#### Task objective
If a line in the listing below contains "executable", return that line.

#### Extracted entries
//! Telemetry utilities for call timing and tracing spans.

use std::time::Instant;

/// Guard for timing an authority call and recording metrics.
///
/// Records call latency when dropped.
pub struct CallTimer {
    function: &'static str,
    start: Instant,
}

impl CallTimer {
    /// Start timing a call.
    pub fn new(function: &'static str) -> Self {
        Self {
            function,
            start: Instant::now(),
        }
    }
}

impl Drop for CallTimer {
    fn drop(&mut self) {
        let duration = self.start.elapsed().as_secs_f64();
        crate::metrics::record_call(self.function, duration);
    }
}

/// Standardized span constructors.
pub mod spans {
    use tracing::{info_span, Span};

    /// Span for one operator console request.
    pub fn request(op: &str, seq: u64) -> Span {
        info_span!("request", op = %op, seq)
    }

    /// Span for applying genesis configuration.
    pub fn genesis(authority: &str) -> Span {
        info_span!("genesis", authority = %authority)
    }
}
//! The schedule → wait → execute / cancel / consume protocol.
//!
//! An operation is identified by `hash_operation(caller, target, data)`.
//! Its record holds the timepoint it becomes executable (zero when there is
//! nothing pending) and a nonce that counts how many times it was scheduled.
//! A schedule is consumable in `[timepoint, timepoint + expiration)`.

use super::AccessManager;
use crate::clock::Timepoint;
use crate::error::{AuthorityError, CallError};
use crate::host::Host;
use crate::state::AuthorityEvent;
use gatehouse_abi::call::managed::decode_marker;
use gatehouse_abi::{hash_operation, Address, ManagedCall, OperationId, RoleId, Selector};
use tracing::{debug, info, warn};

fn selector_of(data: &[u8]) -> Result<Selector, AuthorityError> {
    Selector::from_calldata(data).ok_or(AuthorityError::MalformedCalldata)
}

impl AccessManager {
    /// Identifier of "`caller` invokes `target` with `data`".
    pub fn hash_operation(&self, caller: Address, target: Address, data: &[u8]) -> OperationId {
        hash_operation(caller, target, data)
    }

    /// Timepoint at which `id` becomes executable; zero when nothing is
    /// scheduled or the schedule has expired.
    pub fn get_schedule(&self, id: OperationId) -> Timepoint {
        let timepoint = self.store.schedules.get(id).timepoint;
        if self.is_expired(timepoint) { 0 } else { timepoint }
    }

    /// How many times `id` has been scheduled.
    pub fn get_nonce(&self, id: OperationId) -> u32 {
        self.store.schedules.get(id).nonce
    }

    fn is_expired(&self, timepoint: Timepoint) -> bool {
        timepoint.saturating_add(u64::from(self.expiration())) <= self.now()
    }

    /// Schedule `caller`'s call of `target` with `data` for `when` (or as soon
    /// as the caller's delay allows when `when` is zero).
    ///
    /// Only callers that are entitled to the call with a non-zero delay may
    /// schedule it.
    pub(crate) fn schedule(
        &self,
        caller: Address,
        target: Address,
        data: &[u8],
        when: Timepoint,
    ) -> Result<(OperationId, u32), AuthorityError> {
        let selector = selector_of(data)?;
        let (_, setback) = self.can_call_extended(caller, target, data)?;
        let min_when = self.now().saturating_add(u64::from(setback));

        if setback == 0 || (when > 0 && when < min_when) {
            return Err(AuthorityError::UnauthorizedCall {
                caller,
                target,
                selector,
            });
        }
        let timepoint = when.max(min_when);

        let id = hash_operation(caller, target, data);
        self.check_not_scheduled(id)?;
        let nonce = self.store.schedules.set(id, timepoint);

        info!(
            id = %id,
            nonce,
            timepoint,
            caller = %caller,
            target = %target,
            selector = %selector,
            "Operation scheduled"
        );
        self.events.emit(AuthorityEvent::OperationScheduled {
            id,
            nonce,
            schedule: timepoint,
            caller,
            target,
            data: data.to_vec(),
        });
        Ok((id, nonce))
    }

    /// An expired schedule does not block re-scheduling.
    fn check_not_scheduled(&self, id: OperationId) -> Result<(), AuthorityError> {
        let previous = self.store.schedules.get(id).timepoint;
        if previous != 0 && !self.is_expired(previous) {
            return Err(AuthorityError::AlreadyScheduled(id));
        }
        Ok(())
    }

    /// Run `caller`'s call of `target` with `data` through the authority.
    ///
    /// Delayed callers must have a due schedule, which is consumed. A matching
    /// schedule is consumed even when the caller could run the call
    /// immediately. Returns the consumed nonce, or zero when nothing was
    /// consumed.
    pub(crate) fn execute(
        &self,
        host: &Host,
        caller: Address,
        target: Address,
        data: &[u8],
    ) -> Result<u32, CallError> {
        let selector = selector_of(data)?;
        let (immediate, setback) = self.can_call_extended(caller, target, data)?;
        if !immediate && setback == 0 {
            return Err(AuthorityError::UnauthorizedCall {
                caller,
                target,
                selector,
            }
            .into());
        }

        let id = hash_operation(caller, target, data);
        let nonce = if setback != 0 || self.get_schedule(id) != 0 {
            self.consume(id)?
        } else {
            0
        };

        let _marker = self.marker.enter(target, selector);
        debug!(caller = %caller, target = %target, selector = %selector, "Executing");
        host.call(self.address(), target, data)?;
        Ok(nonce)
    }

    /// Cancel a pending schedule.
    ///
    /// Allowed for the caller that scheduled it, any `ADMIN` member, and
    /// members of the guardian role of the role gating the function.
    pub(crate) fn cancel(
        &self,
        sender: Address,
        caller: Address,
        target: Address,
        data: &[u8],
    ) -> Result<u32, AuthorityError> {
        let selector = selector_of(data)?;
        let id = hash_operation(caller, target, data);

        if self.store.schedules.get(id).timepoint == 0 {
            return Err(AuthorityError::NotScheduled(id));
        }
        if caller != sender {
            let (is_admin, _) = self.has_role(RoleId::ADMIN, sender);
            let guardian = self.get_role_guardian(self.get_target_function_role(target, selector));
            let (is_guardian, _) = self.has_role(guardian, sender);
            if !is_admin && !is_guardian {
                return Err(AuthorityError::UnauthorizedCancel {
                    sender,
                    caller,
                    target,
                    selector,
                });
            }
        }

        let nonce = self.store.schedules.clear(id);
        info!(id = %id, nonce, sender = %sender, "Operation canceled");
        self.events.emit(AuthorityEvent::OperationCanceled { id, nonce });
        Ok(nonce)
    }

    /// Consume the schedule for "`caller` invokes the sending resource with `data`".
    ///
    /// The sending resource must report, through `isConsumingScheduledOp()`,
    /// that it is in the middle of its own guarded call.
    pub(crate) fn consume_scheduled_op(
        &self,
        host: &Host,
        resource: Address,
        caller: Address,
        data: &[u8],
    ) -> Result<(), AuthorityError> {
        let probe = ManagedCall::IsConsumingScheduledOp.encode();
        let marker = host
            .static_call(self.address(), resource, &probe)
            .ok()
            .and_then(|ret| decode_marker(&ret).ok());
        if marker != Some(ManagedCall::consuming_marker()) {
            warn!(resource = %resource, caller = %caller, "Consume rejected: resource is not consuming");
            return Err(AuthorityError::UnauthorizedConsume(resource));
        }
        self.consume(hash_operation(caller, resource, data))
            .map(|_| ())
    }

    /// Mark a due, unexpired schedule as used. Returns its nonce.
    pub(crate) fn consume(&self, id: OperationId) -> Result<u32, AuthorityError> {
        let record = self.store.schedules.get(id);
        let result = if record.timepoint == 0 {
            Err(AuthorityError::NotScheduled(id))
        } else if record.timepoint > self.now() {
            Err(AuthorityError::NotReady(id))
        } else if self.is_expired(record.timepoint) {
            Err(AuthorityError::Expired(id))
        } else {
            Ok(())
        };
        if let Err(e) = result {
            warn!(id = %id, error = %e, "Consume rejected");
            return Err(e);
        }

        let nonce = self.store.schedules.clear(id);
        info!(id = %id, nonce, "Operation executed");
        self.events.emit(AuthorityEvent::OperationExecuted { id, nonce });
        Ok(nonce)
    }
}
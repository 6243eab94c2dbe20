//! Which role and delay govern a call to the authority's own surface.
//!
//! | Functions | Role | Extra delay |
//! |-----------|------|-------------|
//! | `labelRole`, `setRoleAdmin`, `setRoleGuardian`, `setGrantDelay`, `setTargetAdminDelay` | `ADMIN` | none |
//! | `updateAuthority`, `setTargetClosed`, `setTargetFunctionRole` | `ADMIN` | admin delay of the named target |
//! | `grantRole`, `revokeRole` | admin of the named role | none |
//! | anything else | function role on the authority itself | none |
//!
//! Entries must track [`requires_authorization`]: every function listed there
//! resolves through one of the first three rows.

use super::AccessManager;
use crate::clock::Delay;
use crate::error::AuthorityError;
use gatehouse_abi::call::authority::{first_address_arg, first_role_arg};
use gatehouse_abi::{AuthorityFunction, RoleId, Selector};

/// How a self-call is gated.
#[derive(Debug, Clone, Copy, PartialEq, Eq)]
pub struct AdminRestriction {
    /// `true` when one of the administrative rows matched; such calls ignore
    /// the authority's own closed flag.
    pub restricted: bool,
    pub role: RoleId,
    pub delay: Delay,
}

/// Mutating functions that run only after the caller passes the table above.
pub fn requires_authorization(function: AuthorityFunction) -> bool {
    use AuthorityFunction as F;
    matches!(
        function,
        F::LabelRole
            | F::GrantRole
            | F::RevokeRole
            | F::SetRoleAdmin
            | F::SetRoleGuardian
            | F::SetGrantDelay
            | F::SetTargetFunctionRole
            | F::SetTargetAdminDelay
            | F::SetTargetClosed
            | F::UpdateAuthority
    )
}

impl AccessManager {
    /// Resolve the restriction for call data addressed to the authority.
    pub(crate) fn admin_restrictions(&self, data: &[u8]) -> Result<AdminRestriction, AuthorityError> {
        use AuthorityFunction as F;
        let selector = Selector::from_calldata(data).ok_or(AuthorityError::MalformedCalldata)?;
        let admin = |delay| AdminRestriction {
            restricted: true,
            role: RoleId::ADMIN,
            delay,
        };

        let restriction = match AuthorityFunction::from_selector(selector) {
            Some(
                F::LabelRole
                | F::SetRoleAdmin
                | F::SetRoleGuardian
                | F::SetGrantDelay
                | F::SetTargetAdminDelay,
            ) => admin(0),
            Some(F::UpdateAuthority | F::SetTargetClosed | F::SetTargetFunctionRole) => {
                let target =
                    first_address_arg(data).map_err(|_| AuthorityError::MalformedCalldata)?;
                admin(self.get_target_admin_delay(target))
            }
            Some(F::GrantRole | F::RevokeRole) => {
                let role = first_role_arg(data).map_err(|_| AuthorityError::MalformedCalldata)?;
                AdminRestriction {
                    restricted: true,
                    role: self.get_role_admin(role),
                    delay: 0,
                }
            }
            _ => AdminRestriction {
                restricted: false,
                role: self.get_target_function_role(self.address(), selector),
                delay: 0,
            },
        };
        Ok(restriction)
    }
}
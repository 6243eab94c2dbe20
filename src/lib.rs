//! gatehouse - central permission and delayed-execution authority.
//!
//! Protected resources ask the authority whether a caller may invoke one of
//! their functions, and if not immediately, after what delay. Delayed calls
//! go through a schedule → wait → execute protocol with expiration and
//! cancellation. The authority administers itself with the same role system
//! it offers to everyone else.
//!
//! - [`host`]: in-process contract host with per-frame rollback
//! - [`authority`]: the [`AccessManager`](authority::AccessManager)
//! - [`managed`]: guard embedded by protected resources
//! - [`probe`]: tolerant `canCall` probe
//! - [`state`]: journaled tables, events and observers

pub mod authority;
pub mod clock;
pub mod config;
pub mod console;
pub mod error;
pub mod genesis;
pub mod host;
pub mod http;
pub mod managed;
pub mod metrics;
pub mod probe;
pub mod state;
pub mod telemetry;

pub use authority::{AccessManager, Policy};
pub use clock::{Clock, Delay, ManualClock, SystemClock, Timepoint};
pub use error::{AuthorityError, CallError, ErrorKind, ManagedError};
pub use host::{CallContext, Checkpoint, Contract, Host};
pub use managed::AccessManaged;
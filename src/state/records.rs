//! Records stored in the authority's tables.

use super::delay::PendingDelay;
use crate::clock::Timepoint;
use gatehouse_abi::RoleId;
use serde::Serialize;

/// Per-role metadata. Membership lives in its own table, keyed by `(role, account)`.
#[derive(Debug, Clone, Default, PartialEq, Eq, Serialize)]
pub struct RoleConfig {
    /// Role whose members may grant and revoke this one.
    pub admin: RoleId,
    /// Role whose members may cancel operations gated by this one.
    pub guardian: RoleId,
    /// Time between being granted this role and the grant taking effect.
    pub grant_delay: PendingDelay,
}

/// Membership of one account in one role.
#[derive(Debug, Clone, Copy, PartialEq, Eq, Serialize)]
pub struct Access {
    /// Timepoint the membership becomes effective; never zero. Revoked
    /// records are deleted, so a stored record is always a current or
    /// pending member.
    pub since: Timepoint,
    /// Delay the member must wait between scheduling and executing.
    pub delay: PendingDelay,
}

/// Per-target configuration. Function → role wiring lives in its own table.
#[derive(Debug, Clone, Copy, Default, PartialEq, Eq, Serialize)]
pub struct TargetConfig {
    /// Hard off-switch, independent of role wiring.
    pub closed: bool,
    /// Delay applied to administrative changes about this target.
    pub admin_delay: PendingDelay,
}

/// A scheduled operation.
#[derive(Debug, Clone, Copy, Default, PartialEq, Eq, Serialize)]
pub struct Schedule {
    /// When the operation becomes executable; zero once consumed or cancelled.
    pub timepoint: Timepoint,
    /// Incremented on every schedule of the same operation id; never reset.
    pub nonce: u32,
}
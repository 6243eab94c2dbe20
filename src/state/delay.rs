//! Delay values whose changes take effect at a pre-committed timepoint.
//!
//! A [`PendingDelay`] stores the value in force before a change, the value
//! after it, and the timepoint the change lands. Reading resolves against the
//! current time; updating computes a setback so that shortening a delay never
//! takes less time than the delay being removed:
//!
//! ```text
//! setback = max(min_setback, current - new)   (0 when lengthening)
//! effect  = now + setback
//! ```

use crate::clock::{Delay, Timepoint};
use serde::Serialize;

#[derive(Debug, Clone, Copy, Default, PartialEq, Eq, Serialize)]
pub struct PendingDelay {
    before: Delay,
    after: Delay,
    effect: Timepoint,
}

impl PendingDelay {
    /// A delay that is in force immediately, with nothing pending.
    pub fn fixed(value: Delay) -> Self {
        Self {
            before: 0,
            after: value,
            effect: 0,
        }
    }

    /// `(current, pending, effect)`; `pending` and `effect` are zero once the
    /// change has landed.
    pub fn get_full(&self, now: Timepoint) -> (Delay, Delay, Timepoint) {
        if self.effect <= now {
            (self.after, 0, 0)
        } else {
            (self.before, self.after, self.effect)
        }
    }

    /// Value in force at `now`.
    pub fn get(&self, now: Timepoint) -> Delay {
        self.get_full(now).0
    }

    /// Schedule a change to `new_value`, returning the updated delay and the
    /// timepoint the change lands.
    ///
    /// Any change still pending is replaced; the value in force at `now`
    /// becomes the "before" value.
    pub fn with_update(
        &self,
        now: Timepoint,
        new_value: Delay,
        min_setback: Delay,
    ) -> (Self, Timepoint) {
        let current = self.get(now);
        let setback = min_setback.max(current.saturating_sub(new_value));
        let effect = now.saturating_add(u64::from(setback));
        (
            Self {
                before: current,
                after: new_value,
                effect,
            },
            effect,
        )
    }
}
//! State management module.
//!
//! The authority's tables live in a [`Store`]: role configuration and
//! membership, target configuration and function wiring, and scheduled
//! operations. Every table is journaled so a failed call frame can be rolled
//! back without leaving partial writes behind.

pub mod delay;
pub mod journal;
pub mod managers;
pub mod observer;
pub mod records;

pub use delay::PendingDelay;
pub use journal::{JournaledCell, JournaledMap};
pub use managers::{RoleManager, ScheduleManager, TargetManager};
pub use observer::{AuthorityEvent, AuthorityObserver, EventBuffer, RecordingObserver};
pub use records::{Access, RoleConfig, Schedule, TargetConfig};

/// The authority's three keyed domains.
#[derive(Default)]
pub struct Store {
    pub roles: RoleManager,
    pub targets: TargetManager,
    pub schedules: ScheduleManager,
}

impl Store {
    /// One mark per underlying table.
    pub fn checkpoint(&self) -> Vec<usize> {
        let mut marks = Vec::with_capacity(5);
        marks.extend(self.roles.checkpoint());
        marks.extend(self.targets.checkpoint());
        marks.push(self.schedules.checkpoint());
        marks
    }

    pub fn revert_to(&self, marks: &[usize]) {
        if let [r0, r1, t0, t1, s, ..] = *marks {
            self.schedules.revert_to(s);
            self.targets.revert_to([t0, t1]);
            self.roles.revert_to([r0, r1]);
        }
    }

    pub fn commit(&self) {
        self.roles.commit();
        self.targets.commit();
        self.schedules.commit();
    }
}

#### Output for this exercise
//! Its record holds the timepoint it becomes executable (zero when there is
    /// Timepoint at which `id` becomes executable; zero when nothing is
    /// When the operation becomes executable; zero once consumed or cancelled.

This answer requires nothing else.